Economie

Directement impactée par le Coronavirus, une entreprise française suspend ses activités au Cameroun

Directement impactée par le Coronavirus, une entreprise française suspend ses activités au Cameroun

Les 250 conducteurs de motos-taxis qui travaillaient pour la plateforme française sont au chômage.

Bonne nouvelle pour des entreprises locales telles que Easyride, qui fait du taxi pour VIP, ou encore Bee Sarl. Les 250 conducteurs de motos-taxis qui travaillaient pour Heetch, une plateforme française de voiture de transport avec chauffeur (VTC), sont au chômage.
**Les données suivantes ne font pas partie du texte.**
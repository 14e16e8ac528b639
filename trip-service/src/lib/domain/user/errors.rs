use thiserror::Error;

/// Error for EmailAddress validation failures
#[derive(Debug, Clone, Error, PartialEq, Eq)]
pub enum EmailError {
    #[error("Invalid email format: {0}")]
    InvalidFormat(String),
}

/// Error for password policy violations
#[derive(Debug, Clone, Error, PartialEq, Eq)]
pub enum PasswordError {
    #[error("Password too short: minimum {min} characters, got {actual}")]
    TooShort { min: usize, actual: usize },

    #[error("Password too long: maximum {max} characters, got {actual}")]
    TooLong { max: usize, actual: usize },
}

/// Top-level error for all user-related operations
#[derive(Debug, Clone, Error)]
pub enum UserError {
    // Value object validation errors (automatically converted via #[from])
    #[error("Invalid email: {0}")]
    InvalidEmail(#[from] EmailError),

    #[error("Invalid password: {0}")]
    InvalidPassword(#[from] PasswordError),

    // Domain-level errors
    #[error("User not found: {0}")]
    NotFound(String),

    #[error("Email already registered: {0}")]
    EmailAlreadyExists(String),

    /// Covers both a wrong password and a missing account; callers must
    /// not be able to tell which.
    #[error("Invalid email or password")]
    InvalidCredentials,

    // Infrastructure errors
    #[error("Database error: {0}")]
    DatabaseError(String),

    #[error("Unknown error: {0}")]
    Unknown(String),
}

impl From<anyhow::Error> for UserError {
    fn from(err: anyhow::Error) -> Self {
        UserError::Unknown(err.to_string())
    }
}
Les regrets de la plateforme

Directement impactée par la crise du Coronavirus  sur le sol français, l’entreprise française a décidé de suspendre ses opérations au Cameroun. Elle va recentrer ses activités sur ses autres pays. «…nous  devons, à compter de ce jour, suspendre l’application dans la ville de Douala. Nous regrettons profondément de ne pas pouvoir  continuer nos investissements au Cameroun », regrette la startup française.

 Par conséquent, on ne verra plus dans les rues de Douala ses employés équipés de chasubles et de casques de couleur rose.

Courte vie au Cameroun

Heetch a démarré ses opérations au Cameroun en septembre dernier. C’est le 8 mai 2019 que l’entreprise avait annoncé la réussite d’une opération de levée de fonds de 34 millions d’euros. Soit environ 23 milliards FCFA pour s’implanter au Cameroun, en Côte d’Ivoire, en Algérie, au Sénégal…

Officiellement, 14 personnes ont été testées positives au Covid-19 au Cameroun. Parmi elles, 11 sont des cas importés. Alors que les quatre autres sont les contacts de ces derniers. Deux d’entre eux vivent dans la ville de Bafoussam, dans la région de l’Ouest-Cameroun.

D’après le ministre de la Santé, tous ces malades, bénéficient d’une prise en charge dans les structures dédiées. « La transmission actuelle est due au contact étroit avec les hommes. Il s’agit d’une situation réelle, une situation d’urgence comme le témoigne les chiffres de la situation le 17 mars 2020 au Cameroun ». A déclaré Manaouda Malachie, ministre de la Santé publique. Il s’exprimait au cours d’une conférence de presse qu’il a présidée le 18 mars 2020 à Yaoundé.